EXERCISE DIRECTIONS
Each line from the start of the data below through the one containing "use crate::core::models::LookbackStrategy;" must be reproduced exactly.

AVAILABLE DATA
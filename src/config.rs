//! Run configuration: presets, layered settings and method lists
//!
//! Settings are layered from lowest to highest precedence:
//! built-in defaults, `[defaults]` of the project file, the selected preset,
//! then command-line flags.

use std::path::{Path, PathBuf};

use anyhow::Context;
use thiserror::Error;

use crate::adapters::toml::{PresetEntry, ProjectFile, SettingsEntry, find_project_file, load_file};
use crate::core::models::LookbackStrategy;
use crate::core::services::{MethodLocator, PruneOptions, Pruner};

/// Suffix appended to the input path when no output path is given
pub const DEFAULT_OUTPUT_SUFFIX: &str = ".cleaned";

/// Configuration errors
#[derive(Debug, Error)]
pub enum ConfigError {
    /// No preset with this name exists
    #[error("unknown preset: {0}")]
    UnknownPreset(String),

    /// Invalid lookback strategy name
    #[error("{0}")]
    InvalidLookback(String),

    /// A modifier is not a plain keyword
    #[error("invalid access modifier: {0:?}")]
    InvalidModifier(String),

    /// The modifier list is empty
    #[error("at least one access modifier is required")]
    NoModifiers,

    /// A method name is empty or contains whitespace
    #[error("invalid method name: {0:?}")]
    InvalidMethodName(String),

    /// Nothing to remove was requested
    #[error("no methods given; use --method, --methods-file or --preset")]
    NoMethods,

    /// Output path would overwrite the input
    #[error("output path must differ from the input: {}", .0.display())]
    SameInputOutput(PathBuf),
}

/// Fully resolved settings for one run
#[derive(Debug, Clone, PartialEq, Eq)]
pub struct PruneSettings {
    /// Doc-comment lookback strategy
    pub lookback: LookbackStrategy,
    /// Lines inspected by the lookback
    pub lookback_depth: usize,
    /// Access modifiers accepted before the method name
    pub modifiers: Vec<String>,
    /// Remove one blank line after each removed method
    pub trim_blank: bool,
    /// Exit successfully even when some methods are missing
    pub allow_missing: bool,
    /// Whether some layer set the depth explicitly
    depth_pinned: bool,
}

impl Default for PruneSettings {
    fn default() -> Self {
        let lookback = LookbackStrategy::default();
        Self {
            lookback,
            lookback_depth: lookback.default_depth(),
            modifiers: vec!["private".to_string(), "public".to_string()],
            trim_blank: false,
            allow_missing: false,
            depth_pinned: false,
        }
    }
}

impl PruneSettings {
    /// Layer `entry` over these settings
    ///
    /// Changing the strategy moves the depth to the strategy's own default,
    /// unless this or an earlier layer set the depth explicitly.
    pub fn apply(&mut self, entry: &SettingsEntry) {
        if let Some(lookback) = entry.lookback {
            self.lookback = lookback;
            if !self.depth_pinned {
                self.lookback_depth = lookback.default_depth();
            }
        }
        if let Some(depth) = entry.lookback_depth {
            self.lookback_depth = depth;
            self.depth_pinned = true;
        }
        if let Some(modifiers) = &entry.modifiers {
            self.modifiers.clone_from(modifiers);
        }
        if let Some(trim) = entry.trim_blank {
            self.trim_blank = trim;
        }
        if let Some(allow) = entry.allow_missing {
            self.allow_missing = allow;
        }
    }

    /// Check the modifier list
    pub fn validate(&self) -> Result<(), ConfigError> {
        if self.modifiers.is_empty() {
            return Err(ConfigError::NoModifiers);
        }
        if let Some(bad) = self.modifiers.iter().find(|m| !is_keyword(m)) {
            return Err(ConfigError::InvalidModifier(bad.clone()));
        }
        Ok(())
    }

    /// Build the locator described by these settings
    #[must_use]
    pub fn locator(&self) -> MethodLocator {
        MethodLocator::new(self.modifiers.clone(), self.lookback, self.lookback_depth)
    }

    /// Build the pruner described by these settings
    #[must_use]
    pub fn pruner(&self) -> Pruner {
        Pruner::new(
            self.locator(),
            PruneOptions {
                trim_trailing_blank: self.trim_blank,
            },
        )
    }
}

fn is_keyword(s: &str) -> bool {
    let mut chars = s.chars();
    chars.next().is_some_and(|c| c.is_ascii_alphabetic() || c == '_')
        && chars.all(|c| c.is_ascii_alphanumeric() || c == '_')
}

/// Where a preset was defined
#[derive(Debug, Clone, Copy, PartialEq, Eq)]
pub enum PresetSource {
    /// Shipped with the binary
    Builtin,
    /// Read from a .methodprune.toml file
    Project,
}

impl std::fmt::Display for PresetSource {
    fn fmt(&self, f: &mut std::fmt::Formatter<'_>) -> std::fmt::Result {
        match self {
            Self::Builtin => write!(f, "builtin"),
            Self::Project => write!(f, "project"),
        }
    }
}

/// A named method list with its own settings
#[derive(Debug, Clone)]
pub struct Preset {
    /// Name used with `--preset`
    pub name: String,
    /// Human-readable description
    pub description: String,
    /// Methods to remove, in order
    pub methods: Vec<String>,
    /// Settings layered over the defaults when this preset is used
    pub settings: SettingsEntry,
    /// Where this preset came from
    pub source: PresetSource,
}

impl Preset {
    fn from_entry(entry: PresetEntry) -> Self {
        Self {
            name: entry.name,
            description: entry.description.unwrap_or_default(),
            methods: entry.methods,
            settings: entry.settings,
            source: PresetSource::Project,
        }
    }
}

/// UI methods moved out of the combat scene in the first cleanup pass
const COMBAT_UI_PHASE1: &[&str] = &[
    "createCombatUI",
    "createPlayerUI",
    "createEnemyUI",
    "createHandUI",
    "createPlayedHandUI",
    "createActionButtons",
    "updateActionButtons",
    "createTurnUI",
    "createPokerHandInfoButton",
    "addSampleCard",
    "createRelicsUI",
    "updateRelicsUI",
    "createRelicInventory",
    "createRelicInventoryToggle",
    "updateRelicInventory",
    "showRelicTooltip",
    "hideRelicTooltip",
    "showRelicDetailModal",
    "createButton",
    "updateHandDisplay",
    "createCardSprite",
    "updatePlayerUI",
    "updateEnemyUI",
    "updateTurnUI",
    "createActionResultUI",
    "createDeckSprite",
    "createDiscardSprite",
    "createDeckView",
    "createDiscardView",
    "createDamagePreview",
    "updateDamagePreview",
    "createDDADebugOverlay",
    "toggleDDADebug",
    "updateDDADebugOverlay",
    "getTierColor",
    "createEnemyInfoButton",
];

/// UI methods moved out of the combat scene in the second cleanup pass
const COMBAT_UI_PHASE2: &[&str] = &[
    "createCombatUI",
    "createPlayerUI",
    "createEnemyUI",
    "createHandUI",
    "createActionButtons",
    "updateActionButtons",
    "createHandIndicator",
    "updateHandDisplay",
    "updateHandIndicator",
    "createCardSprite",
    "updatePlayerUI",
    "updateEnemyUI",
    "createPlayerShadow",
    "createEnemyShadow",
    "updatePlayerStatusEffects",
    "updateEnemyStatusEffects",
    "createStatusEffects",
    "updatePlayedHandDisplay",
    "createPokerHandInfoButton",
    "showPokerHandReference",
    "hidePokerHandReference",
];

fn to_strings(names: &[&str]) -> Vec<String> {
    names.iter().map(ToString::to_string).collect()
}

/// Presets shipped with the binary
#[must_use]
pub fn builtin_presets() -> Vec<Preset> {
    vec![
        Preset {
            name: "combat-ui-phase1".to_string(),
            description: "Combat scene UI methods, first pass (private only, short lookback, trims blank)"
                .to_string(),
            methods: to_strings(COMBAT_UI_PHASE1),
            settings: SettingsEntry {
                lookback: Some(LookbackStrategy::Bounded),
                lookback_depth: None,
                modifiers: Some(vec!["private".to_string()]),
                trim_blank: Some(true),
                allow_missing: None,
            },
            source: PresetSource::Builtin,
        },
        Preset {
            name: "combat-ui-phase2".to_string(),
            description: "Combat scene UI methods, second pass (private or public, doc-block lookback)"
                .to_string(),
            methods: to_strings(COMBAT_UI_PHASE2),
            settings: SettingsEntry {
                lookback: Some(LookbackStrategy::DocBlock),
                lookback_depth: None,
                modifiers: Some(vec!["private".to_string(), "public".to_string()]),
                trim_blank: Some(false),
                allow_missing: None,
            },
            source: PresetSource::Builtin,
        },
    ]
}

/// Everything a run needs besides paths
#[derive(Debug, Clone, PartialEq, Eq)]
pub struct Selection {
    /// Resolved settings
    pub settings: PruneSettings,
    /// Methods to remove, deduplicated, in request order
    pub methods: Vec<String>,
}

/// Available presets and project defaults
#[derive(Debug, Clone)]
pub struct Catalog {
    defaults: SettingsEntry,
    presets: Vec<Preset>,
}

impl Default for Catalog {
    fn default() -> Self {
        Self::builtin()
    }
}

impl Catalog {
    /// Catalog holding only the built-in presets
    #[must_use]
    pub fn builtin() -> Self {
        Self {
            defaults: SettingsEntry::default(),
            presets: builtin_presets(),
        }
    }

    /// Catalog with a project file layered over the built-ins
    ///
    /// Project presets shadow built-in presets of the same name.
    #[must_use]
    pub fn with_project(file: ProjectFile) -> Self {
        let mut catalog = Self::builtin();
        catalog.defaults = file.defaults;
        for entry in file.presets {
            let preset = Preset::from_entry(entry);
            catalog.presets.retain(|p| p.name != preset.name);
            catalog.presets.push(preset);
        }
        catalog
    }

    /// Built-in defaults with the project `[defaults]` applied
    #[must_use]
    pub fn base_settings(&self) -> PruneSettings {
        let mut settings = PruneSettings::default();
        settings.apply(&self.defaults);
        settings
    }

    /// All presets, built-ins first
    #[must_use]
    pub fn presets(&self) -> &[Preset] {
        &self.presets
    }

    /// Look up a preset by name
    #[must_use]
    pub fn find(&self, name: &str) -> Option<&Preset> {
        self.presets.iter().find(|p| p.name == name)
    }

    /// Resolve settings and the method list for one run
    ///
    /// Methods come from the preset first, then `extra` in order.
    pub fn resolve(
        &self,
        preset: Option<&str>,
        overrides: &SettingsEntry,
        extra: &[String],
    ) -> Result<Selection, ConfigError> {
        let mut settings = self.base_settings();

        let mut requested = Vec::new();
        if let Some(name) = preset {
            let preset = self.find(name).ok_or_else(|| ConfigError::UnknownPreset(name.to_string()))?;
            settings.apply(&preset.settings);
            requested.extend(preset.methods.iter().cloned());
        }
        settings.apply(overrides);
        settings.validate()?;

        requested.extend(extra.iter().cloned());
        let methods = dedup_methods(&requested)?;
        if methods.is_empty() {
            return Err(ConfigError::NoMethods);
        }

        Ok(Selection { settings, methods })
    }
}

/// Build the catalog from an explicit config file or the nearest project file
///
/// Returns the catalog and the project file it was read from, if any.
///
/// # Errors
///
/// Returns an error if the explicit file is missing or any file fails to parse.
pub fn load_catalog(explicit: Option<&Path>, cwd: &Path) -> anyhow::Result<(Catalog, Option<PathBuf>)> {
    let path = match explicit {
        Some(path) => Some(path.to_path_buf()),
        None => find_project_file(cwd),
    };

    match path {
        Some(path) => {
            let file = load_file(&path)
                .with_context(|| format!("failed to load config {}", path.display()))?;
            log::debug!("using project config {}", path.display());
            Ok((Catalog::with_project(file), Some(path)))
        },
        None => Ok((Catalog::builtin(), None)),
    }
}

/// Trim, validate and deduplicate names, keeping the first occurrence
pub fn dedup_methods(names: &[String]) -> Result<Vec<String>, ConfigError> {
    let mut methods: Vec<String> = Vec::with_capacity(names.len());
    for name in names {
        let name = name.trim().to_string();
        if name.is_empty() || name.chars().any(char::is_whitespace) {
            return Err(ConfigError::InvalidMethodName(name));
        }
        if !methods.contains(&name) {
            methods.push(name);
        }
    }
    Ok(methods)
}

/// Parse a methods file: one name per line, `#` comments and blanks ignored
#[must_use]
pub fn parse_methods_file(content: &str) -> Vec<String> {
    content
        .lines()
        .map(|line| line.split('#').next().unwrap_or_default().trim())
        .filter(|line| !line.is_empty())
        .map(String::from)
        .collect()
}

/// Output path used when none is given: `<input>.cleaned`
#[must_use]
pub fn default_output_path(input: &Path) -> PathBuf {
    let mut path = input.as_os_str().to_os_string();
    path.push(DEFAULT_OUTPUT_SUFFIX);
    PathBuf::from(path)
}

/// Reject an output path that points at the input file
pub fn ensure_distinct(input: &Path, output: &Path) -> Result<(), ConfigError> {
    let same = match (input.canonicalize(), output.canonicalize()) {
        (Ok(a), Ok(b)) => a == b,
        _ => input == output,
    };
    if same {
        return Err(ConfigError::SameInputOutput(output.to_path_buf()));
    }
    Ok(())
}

PROBLEM SOLUTION
filename src/config.rs
//! Run configuration: presets, layered settings and method lists
//!
//! Settings are layered from lowest to highest precedence:
//! built-in defaults, `[defaults]` of the project file, the selected preset,
//! then command-line flags.

use std::path::{Path, PathBuf};

use anyhow::Context;
use thiserror::Error;

use crate::adapters::toml::{PresetEntry, ProjectFile, SettingsEntry, find_project_file, load_file};
use crate::core::models::LookbackStrategy;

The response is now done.